==== Data records

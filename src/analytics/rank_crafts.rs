//! Craft ranking engine: propagates ingredient average prices through
//! recipes and ranks crafting opportunities by absolute profit.

use std::collections::HashMap;

use crate::analytics::{group_prices_by_gid, mean_price, round2};
use crate::catalog::Catalog;
use crate::types::{CraftRanking, IngredientCost, PriceSample, RankingFilter};

/// Ranks recipes by `avg(result) - Σ avg(ingredient) * qty` over the
/// fetched scope. Ingredients and results share one price-sample space,
/// keyed by gid only. A recipe is only rankable when the result and every
/// ingredient have at least `min_samples` priced samples; the taxonomy
/// filter applies to the crafted result, never to its ingredients.
pub fn rank_crafts(
    samples: &[PriceSample],
    catalog: &Catalog,
    filter: &RankingFilter,
) -> Vec<CraftRanking> {
    let avg_price: HashMap<i64, f64> = group_prices_by_gid(samples)
        .into_iter()
        .filter(|(_, prices)| prices.len() >= filter.min_samples)
        .map(|(gid, prices)| (gid, mean_price(&prices)))
        .collect();

    let allowed = catalog.allowed_gids(filter.category, filter.type_id);

    let mut ranked: Vec<(f64, CraftRanking)> = Vec::new();
    for recipe in catalog.recipes() {
        let Some(&sell_price) = avg_price.get(&recipe.result_gid) else {
            continue;
        };
        if let Some(set) = &allowed {
            if !set.contains(&recipe.result_gid) {
                continue;
            }
        }

        // All-ingredients-available gate: one unpriced ingredient makes
        // the craft cost incomputable.
        let Some(unit_prices) = recipe
            .ingredients
            .iter()
            .map(|ing| avg_price.get(&ing.gid).copied())
            .collect::<Option<Vec<f64>>>()
        else {
            continue;
        };

        let craft_cost: f64 = recipe
            .ingredients
            .iter()
            .zip(&unit_prices)
            .map(|(ing, unit)| unit * ing.quantity as f64)
            .sum();
        let profit = sell_price - craft_cost;
        if profit <= 0.0 {
            continue;
        }
        let profit_margin_pct = if craft_cost > 0.0 {
            profit / craft_cost * 100.0
        } else {
            0.0
        };

        let ingredients = recipe
            .ingredients
            .iter()
            .zip(&unit_prices)
            .map(|(ing, &unit)| IngredientCost {
                gid: ing.gid,
                name: catalog.display_name(ing.gid),
                quantity: ing.quantity,
                unit_price: round2(unit),
                total_price: round2(unit * ing.quantity as f64),
            })
            .collect();

        ranked.push((
            profit,
            CraftRanking {
                gid: recipe.result_gid,
                name: catalog.display_name(recipe.result_gid),
                sell_price: round2(sell_price),
                craft_cost: round2(craft_cost),
                profit: round2(profit),
                profit_margin_pct: round2(profit_margin_pct),
                ingredients,
            },
        ));
    }

    // Absolute profit is the ranking key, not margin; stable sort keeps
    // catalog encounter order on ties.
    ranked.sort_by(|a, b| b.0.partial_cmp(&a.0).unwrap_or(std::cmp::Ordering::Equal));
    ranked.truncate(filter.top_n);
    ranked.into_iter().map(|(_, ranking)| ranking).collect()
}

========

State the number of lines in the data that include the string "quantity", and add nothing else.

▶ **Task output**
3